The Business Wasn’t Broken. The Founder Was.

There is a moment in the life of almost every founder when the business begins to feel heavier than it used to.

It rarely arrives overnight. More often, it creeps in quietly after months of difficult decisions, disappointing quarters and the relentless pressure of carrying responsibility for clients, employees and the future of the company. Gradually, the enthusiasm that once fuelled the business is replaced by something altogether different: exhaustion.

From the outside, it’s easy to mistake that exhaustion for commercial failure.

From the inside, the two can feel almost indistinguishable.

Several years ago, a founder of a successful marketing agency reached exactly that point. The previous eighteen months had been exceptionally difficult. Revenue had slowed, confidence had taken a hit and every decision seemed to carry more weight than the last. After months of questioning whether the business could recover, he had reached what felt like the only logical conclusion.

The business should be sold.

The meeting had been arranged for a practical reason. The objective wasn’t to seek strategic advice or explore alternative options. It was to package the business, identify potential buyers and secure the best valuation possible before circumstances deteriorated further.

On paper, the instruction made perfect sense.

The business still possessed a respected client base, an experienced team and a reputation that retained value in the market. Finding a buyer wasn’t likely to be the difficult part.

Yet something about the conversation didn’t quite fit.

The financial challenges were real, but they didn’t resemble the challenges of a business beyond recovery. Instead, they reflected something altogether more familiar. Over time, responsibility had gradually accumulated around one individual. Every significant decision, whether operational, commercial or strategic, had found its way back to the founder’s desk. The organisation hadn’t simply become difficult to lead.

It had become exhausting to carry.

The business wasn’t broken.

The founder was.

Recognising the difference changed the direction of the conversation completely.

Instead of focusing on potential buyers, attention shifted towards leadership. Where had accountability become blurred? Which decisions genuinely required founder involvement? Had the organisation evolved while its leadership structure remained largely unchanged? More importantly, was selling the business genuinely the best strategic decision, or simply the fastest way to escape the pressure that had built over time?

Rather than committing to a sale immediately, two parallel strategies emerged.

The first was straightforward. Potential buyers would be identified so that an opportunity existed if selling ultimately proved to be the right decision.

The second required considerably more patience.

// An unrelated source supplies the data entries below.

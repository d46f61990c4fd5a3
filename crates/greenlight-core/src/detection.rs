//! Feature detection over added diff lines
//!
//! Detection is line-oriented pattern matching: each web-platform feature has
//! a signature regex, and a file's added content is scanned with the
//! signatures for its language. There is no parsing of CSS or JavaScript.

use regex::{Regex, RegexBuilder};

use crate::constants::{MAX_CONTENT_SIZE, MAX_REGEX_LENGTH, REGEX_DFA_SIZE_LIMIT, REGEX_SIZE_LIMIT};
use crate::error::{Error, Result};
use crate::types::AddedLine;

/// Source language a signature applies to.
#[derive(Debug, Clone, Copy, PartialEq, Eq, Hash)]
pub enum Language {
    Css,
    JavaScript,
}

impl Language {
    /// Languages scanned for a file, chosen by its extension.
    ///
    /// Vue and Svelte components carry both styles and scripts.
    pub fn for_file(file_name: &str) -> &'static [Language] {
        let extension = file_name.rsplit('.').next().unwrap_or_default().to_ascii_lowercase();

        match extension.as_str() {
            "css" | "scss" | "less" => &[Language::Css],
            "js" | "ts" | "jsx" | "tsx" => &[Language::JavaScript],
            "vue" | "svelte" => &[Language::Css, Language::JavaScript],
            _ => &[],
        }
    }
}

/// A feature signature before compilation.
#[derive(Debug, Clone, Copy)]
pub struct Signature {
    /// web-features id reported on a match
    pub feature_id: &'static str,
    pub language: Language,
    pub pattern: &'static str,
    pub case_insensitive: bool,
    /// When set, the pattern is matched per line and lines containing this
    /// token never match.
    pub reject_line: Option<&'static str>,
}

const fn css(feature_id: &'static str, pattern: &'static str) -> Signature {
    Signature {
        feature_id,
        language: Language::Css,
        pattern,
        case_insensitive: true,
        reject_line: None,
    }
}

/// Built-in signatures, in reporting order.
///
/// Language syntax such as optional chaining or private fields is not
/// tracked: the registry covers web-platform APIs and CSS.
pub const SIGNATURES: &[Signature] = &[
    css("container-queries", r"@container|container-type|container-name"),
    css("has", r":has\("),
    css("grid", r"display:\s*grid|grid-template"),
    css("subgrid", r"subgrid"),
    // Heuristic: `&` opening a nested rule
    css("nesting", r"&\s*\{|&\s+\."),
    css("custom-properties", r"var\(--"),
    css("logical-properties", r"inline-start|inline-end|block-start|block-end"),
    Signature {
        feature_id: "top-level-await",
        language: Language::JavaScript,
        pattern: r"await\s+",
        case_insensitive: false,
        reject_line: Some("function"),
    },
];

/// A signature with its compiled regex
#[derive(Debug, Clone)]
pub struct CompiledSignature {
    pub signature: Signature,
    regex: Regex,
}

impl CompiledSignature {
    /// Compile a signature with size limits
    pub fn compile(signature: Signature) -> Result<Self> {
        if signature.pattern.len() > MAX_REGEX_LENGTH {
            return Err(Error::feature_detection(
                format!(
                    "Pattern too long (max {} chars): {}",
                    MAX_REGEX_LENGTH,
                    signature.pattern.len()
                ),
                Some(signature.feature_id),
            ));
        }

        let regex = RegexBuilder::new(signature.pattern)
            .case_insensitive(signature.case_insensitive)
            .size_limit(REGEX_SIZE_LIMIT)
            .dfa_size_limit(REGEX_DFA_SIZE_LIMIT)
            .build()
            .map_err(|e| {
                Error::feature_detection(
                    format!("Invalid signature pattern: {e}"),
                    Some(signature.feature_id),
                )
            })?;

        Ok(Self { signature, regex })
    }

    pub fn feature_id(&self) -> &'static str {
        self.signature.feature_id
    }

    /// Whether the signature matches anywhere in `content`
    pub fn is_match(&self, content: &str) -> bool {
        match self.signature.reject_line {
            // Per line, so a match cannot continue across a line break
            Some(_) => content.lines().any(|line| self.is_line_match(line)),
            None => self.regex.is_match(content),
        }
    }

    /// Whether the signature matches a single line
    pub fn is_line_match(&self, line: &str) -> bool {
        if let Some(token) = self.signature.reject_line {
            if line.contains(token) {
                return false;
            }
        }
        self.regex.is_match(line)
    }
}

/// Detects web-platform features in added content.
#[derive(Debug, Clone)]
pub struct FeatureDetector {
    signatures: Vec<CompiledSignature>,
}

impl FeatureDetector {
    /// Detector over the built-in [`SIGNATURES`]
    pub fn new() -> Self {
        Self::with_signatures(SIGNATURES.iter().copied())
    }

    /// Detector over a custom signature set.
    ///
    /// Signatures that fail to compile are logged and left out.
    pub fn with_signatures(signatures: impl IntoIterator<Item = Signature>) -> Self {
        let signatures = signatures
            .into_iter()
            .filter_map(|signature| match CompiledSignature::compile(signature) {
                Ok(compiled) => Some(compiled),
                Err(e) => {
                    tracing::error!(error = %e, details = %e.log_record(), "skipping feature signature");
                    None
                }
            })
            .collect();

        Self { signatures }
    }

    pub fn signatures(&self) -> &[CompiledSignature] {
        &self.signatures
    }

    /// Feature ids found in a file's added content, in signature order
    /// without duplicates.
    ///
    /// Never fails: unsupported files and oversized content yield nothing.
    pub fn detect(&self, file_name: &str, content: &str) -> Vec<String> {
        if file_name.is_empty() || content.is_empty() {
            return Vec::new();
        }

        if content.len() > MAX_CONTENT_SIZE {
            let error = Error::feature_detection(
                format!(
                    "Added content too large to scan (max {} bytes): {}",
                    MAX_CONTENT_SIZE,
                    content.len()
                ),
                None,
            )
            .with_detail("fileName", file_name);
            tracing::error!(details = %error.log_record(), "{error}");
            return Vec::new();
        }

        let mut features: Vec<String> = Vec::new();
        for language in Language::for_file(file_name) {
            for compiled in self.signatures.iter().filter(|s| s.signature.language == *language) {
                let id = compiled.feature_id();
                if !features.iter().any(|f| f == id) && compiled.is_match(content) {
                    features.push(id.to_string());
                }
            }
        }

        if !features.is_empty() {
            tracing::debug!(file = file_name, ?features, "detected features");
        }
        features
    }

    /// Line number of the first added line matching a feature's signature.
    ///
    /// Falls back to the first added line when no single line matches, which
    /// happens for patterns spanning lines.
    pub fn locate(&self, feature_id: &str, lines: &[AddedLine]) -> Option<u32> {
        let matched = self
            .signatures
            .iter()
            .filter(|s| s.feature_id() == feature_id)
            .find_map(|s| lines.iter().find(|l| s.is_line_match(&l.content)));

        matched.or_else(|| lines.first()).map(|l| l.line)
    }
}

impl Default for FeatureDetector {
    fn default() -> Self {
        Self::new()
    }
}

/// Join added lines into the content scanned by [`FeatureDetector::detect`]
pub fn join_added(lines: &[AddedLine]) -> String {
    lines
        .iter()
        .map(|l| l.content.as_str())
        .collect::<Vec<_>>()
        .join("\n")
}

For six months, the business would be approached as though it wasn’t being sold at all.

Attention turned towards rebuilding leadership capacity rather than preparing information memoranda. Responsibilities were redistributed. Accountability became clearer. Discussions around succession planning began. The role of the founder evolved, allowing greater focus on clients, commercial growth and the long-term direction of the business rather than becoming consumed by day-to-day operational demands.

Before leaving that first meeting, one prediction was made.

If the underlying leadership challenges could be addressed properly, the desire to sell might disappear altogether.

At the time, it sounded optimistic.

Perhaps even unrealistic.

Six months later, offers arrived.

Every one of them was declined.

Not because the offers lacked value, but because the business had regained something considerably more important than valuation.

It had regained momentum.

Several years have now passed.

The agency has more than doubled in size. Its leadership team is stronger, the business is healthier and the founder recently reopened the conversation about selling.

This time, however, the motivation couldn’t have been more different.

The discussion was no longer driven by fatigue or uncertainty.

It was driven by opportunity.

The business is now expected to command a valuation several times greater than it would have achieved had the original transaction proceeded.

Looking back, the story offers a useful reminder of how easily symptoms can be mistaken for causes.

Businesses are often sold because growth has slowed, profitability has declined or confidence has disappeared. Yet those outcomes frequently originate much earlier, in leadership decisions that were delayed, avoided or simply never recognised for what they were.

Recruitment, restructuring and even acquisitions are often viewed as the defining moments in a company’s journey.

In reality, they are usually consequences.

The defining moments happen earlier, when leaders are prepared to question their assumptions before committing themselves to irreversible decisions.

Perhaps that’s the real lesson.

The greatest value an advisor can create isn’t helping a client execute the decision they’ve already made.

It’s creating the space, perspective and challenge for a better decision to emerge in the first place.

For businesses navigating periods of uncertainty, that distinction can prove to be transformational.